Namun Rahmat Ali, kakek berusia 70 tahun masih mempertahankan profesinya dan sudah ia jalani selama 40 tahun.

Rahmat Ali warga asal Kampung Cirumput, Desa Salaawi, Kecamatan Sukaraja, Kabupaten Sukabumi ini, meski telah menginjak usia senja, rambut sudah dipenuhi dengan uban, janggut mulai memutih, tapi kakek ini masih terlihat sehat.

"Hampir setiap hari tuyul ini saya bawa kemana - mana," katanya sambil menujuk kotak panjak berwana merah saat ditemui di Jalan Perpustakaan, Kota Sukabumi, Rabu (24/3/2021).

Tuyul yang dia maksud bukanlah tuyul yang sering dianggap masyarakat sebagai mahluk gaib, melainkan tuyul dimaksud kakek tinggi kurus tersebut merupakan sebuah alat kesehatan yaitu tensimeter.

"Karena ini hampir selama 40 tahun, alat ini dapat menghasilkan uang, juga dapat menghidupi istri dan anak - anak.

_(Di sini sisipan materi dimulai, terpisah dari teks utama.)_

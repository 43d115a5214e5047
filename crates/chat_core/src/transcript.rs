//! The ordered message sequence owned by one chat session.

use serde::Serialize;

use crate::message::Message;

/// Ordered sequence of messages for a single session.
///
/// Element 0 is always the system message: it is created with the
/// transcript, can be overwritten in place, and is never removed by
/// eviction. All other mutation is appends at the tail and evictions at
/// index 1, so a transcript always holds at least one message.
#[derive(Debug, Clone, Serialize)]
pub struct Transcript {
    messages: Vec<Message>,
}

impl Transcript {
    /// Create a transcript containing exactly one system message.
    pub fn new(system_prompt: impl Into<String>) -> Self {
        Self {
            messages: vec![Message::system(system_prompt)],
        }
    }

    /// Overwrite the system message content in place.
    ///
    /// Every other message keeps its position and identity.
    pub fn replace_system_prompt(&mut self, system_prompt: impl Into<String>) {
        self.messages[0].content = system_prompt.into();
    }

    /// Drop the whole conversation and start over with a fresh system
    /// message.
    pub fn reset(&mut self, system_prompt: impl Into<String>) {
        self.messages.clear();
        self.messages.push(Message::system(system_prompt));
    }

    /// Append a user message at the tail.
    pub fn push_user(&mut self, content: impl Into<String>) {
        self.messages.push(Message::user(content));
    }

    /// Append an assistant message at the tail.
    pub fn push_assistant(&mut self, content: impl Into<String>) {
        self.messages.push(Message::assistant(content));
    }

    /// Remove and return the oldest non-system message (index 1).
    ///
    /// Returns `None` when only the system message remains; the system
    /// message itself is never removed.
    pub fn evict_oldest_turn(&mut self) -> Option<Message> {
        if self.messages.len() <= 1 {
            return None;
        }
        Some(self.messages.remove(1))
    }

    /// All messages in order, system message first.
    pub fn messages(&self) -> &[Message] {
        &self.messages
    }

    /// The conversation turns, everything after the system message.
    ///
    /// This is the slice a rendering layer displays; the system message is
    /// configuration, not conversation.
    pub fn turns(&self) -> &[Message] {
        self.messages.get(1..).unwrap_or_default()
    }

    /// Content of the system message.
    pub fn system_prompt(&self) -> &str {
        &self.messages[0].content
    }

    /// Number of messages, including the system message.
    pub fn len(&self) -> usize {
        self.messages.len()
    }

    /// Always false: a transcript holds at least its system message.
    pub fn is_empty(&self) -> bool {
        self.messages.is_empty()
    }
}

#[cfg(test)]
mod tests {
    use super::*;
    use crate::message::Role;

    #[test]
    fn test_new_holds_single_system_message() {
        let transcript = Transcript::new("Be helpful.");
        assert_eq!(transcript.len(), 1);
        assert_eq!(transcript.system_prompt(), "Be helpful.");
        assert_eq!(transcript.messages()[0].role, Role::System);
        assert!(transcript.turns().is_empty());
    }

    #[test]
    fn test_push_preserves_order() {
        let mut transcript = Transcript::new("sys");
        transcript.push_user("first");
        transcript.push_assistant("second");
        transcript.push_user("third");

        let contents: Vec<&str> = transcript
            .messages()
            .iter()
            .map(|m| m.content.as_str())
            .collect();
        assert_eq!(contents, vec!["sys", "first", "second", "third"]);
    }

    #[test]
    fn test_replace_system_prompt_keeps_other_messages() {
        let mut transcript = Transcript::new("old prompt");
        transcript.push_user("question");
        transcript.push_assistant("answer");
        let user_id = transcript.messages()[1].id.clone();

        transcript.replace_system_prompt("new prompt");

        assert_eq!(transcript.len(), 3);
        assert_eq!(transcript.system_prompt(), "new prompt");
        assert_eq!(transcript.messages()[1].id, user_id);
        assert_eq!(transcript.messages()[2].content, "answer");
    }

    #[test]
    fn test_reset_drops_conversation() {
        let mut transcript = Transcript::new("old prompt");
        transcript.push_user("question");
        transcript.push_assistant("answer");

        transcript.reset("fresh prompt");

        assert_eq!(transcript.len(), 1);
        assert_eq!(transcript.system_prompt(), "fresh prompt");
        assert!(transcript.turns().is_empty());
    }

    #[test]
    fn test_evict_removes_oldest_turn_only() {
        let mut transcript = Transcript::new("sys");
        transcript.push_user("oldest");
        transcript.push_assistant("middle");
        transcript.push_user("newest");

        let evicted = transcript.evict_oldest_turn().unwrap();
        assert_eq!(evicted.content, "oldest");

        let contents: Vec<&str> = transcript
            .messages()
            .iter()
            .map(|m| m.content.as_str())
            .collect();
        assert_eq!(contents, vec!["sys", "middle", "newest"]);
    }

    #[test]
    fn test_evict_never_removes_system_message() {
        let mut transcript = Transcript::new("sys");
        transcript.push_user("only turn");

        assert!(transcript.evict_oldest_turn().is_some());
        assert!(transcript.evict_oldest_turn().is_none());
        assert_eq!(transcript.len(), 1);
        assert_eq!(transcript.system_prompt(), "sys");
    }

    #[test]
    fn test_turns_excludes_system_message() {
        let mut transcript = Transcript::new("sys");
        transcript.push_user("hello");
        transcript.push_assistant("hi");

        let turns = transcript.turns();
        assert_eq!(turns.len(), 2);
        assert_eq!(turns[0].role, Role::User);
        assert_eq!(turns[1].role, Role::Assistant);
    }
}
//! HTTP behavior of the chat-completions client against a mock endpoint.

use chat_core::{GenerationOptions, Message};
use completion_client::{ChatClient, CompletionError};
use serde_json::json;
use wiremock::matchers::{body_partial_json, header, method, path};
use wiremock::{Mock, MockServer, ResponseTemplate};

fn sample_transcript() -> Vec<Message> {
    vec![
        Message::system("You are a helpful assistant."),
        Message::user("Say hello."),
    ]
}

fn options() -> GenerationOptions {
    GenerationOptions::new(0.5, 120).unwrap()
}

fn completion_body(content: &str) -> serde_json::Value {
    json!({
        "id": "chatcmpl-test",
        "object": "chat.completion",
        "choices": [
            {
                "index": 0,
                "message": {"role": "assistant", "content": content},
                "finish_reason": "stop"
            }
        ],
        "usage": {"prompt_tokens": 12, "completion_tokens": 3, "total_tokens": 15}
    })
}

#[tokio::test]
async fn test_complete_returns_reply_text() {
    let mock_server = MockServer::start().await;

    Mock::given(method("POST"))
        .and(path("/chat/completions"))
        .respond_with(ResponseTemplate::new(200).set_body_json(completion_body("Hello there!")))
        .expect(1)
        .mount(&mock_server)
        .await;

    let client = ChatClient::new("test-key").with_base_url(mock_server.uri());
    let reply = client.complete(&sample_transcript(), options()).await.unwrap();

    assert_eq!(reply, "Hello there!");
}

#[tokio::test]
async fn test_request_carries_transcript_order_and_options() {
    let mock_server = MockServer::start().await;

    Mock::given(method("POST"))
        .and(path("/chat/completions"))
        .and(body_partial_json(json!({
            "model": "gpt-4.1-nano-2025-04-14",
            "temperature": 0.5,
            "max_tokens": 120,
            "messages": [
                {"role": "system", "content": "You are a helpful assistant."},
                {"role": "user", "content": "Say hello."}
            ]
        })))
        .respond_with(ResponseTemplate::new(200).set_body_json(completion_body("Hi.")))
        .expect(1)
        .mount(&mock_server)
        .await;

    let client = ChatClient::new("test-key").with_base_url(mock_server.uri());
    client.complete(&sample_transcript(), options()).await.unwrap();
}

#[tokio::test]
async fn test_bearer_auth_header_is_sent() {
    let mock_server = MockServer::start().await;

    Mock::given(method("POST"))
        .and(path("/chat/completions"))
        .and(header("Authorization", "Bearer test-key"))
        .respond_with(ResponseTemplate::new(200).set_body_json(completion_body("Hi.")))
        .expect(1)
        .mount(&mock_server)
        .await;

    let client = ChatClient::new("test-key").with_base_url(mock_server.uri());
    client.complete(&sample_transcript(), options()).await.unwrap();
}

#[tokio::test]
async fn test_api_error_keeps_status_and_body_and_is_not_retried() {
    let mock_server = MockServer::start().await;

    Mock::given(method("POST"))
        .and(path("/chat/completions"))
        .respond_with(ResponseTemplate::new(500).set_body_string("upstream unavailable"))
        .expect(1)
        .mount(&mock_server)
        .await;

    let client = ChatClient::new("test-key").with_base_url(mock_server.uri());
    let result = client.complete(&sample_transcript(), options()).await;

    match result {
        Err(CompletionError::Api { status, body }) => {
            assert_eq!(status.as_u16(), 500);
            assert!(body.contains("upstream unavailable"));
        }
        other => panic!("expected API error, got {other:?}"),
    }
}

#[tokio::test]
async fn test_rate_limit_status_surfaces_as_api_error() {
    let mock_server = MockServer::start().await;

    Mock::given(method("POST"))
        .and(path("/chat/completions"))
        .respond_with(
            ResponseTemplate::new(429).set_body_json(json!({
                "error": {"message": "Rate limit reached", "type": "tokens"}
            })),
        )
        .expect(1)
        .mount(&mock_server)
        .await;

    let client = ChatClient::new("test-key").with_base_url(mock_server.uri());
    let result = client.complete(&sample_transcript(), options()).await;

    match result {
        Err(CompletionError::Api { status, .. }) => assert_eq!(status.as_u16(), 429),
        other => panic!("expected API error, got {other:?}"),
    }
}

#[tokio::test]
async fn test_malformed_body_is_a_json_error() {
    let mock_server = MockServer::start().await;

    Mock::given(method("POST"))
        .and(path("/chat/completions"))
        .respond_with(ResponseTemplate::new(200).set_body_string("not json at all"))
        .expect(1)
        .mount(&mock_server)
        .await;

    let client = ChatClient::new("test-key").with_base_url(mock_server.uri());
    let result = client.complete(&sample_transcript(), options()).await;

    assert!(matches!(result, Err(CompletionError::Json(_))));
}

#[tokio::test]
async fn test_empty_choices_is_a_typed_error() {
    let mock_server = MockServer::start().await;

    Mock::given(method("POST"))
        .and(path("/chat/completions"))
        .respond_with(ResponseTemplate::new(200).set_body_json(json!({"choices": []})))
        .expect(1)
        .mount(&mock_server)
        .await;

    let client = ChatClient::new("test-key").with_base_url(mock_server.uri());
    let result = client.complete(&sample_transcript(), options()).await;

    assert!(matches!(result, Err(CompletionError::EmptyCompletion)));
}

#[tokio::test]
async fn test_null_content_is_a_typed_error() {
    let mock_server = MockServer::start().await;

    Mock::given(method("POST"))
        .and(path("/chat/completions"))
        .respond_with(ResponseTemplate::new(200).set_body_json(json!({
            "choices": [
                {"index": 0, "message": {"role": "assistant", "content": null}}
            ]
        })))
        .expect(1)
        .mount(&mock_server)
        .await;

    let client = ChatClient::new("test-key").with_base_url(mock_server.uri());
    let result = client.complete(&sample_transcript(), options()).await;

    assert!(matches!(result, Err(CompletionError::EmptyCompletion)));
}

Sehingga saya selalu menyebutnya Tuyul," ucapnya sambil tersenyum lebar pada beberapa orang disekitarnya.

Kakek bertopi loreng, dan stetoskop tersimpan dilehernya itu, mengisahkan, sebelum berprofesi sebagai jasa tensi keliling, dirinya merupakan seorang honorer penyuluh kesehatan di Kecamatan Sukarja, Sukabumi sekitar tahun akhir tahun 1970.

Pertama menjadi penyuluh dibidang kesehatan, kakek lulusan Sekolah Lanjutan Tingkatan Atas (SLTA) dibayar sebesar Rp 15 ribu per bulan, setelah menginjak satu tahun upahnya sebagai honorer naik menjadi Rp 35 ribu per bulan.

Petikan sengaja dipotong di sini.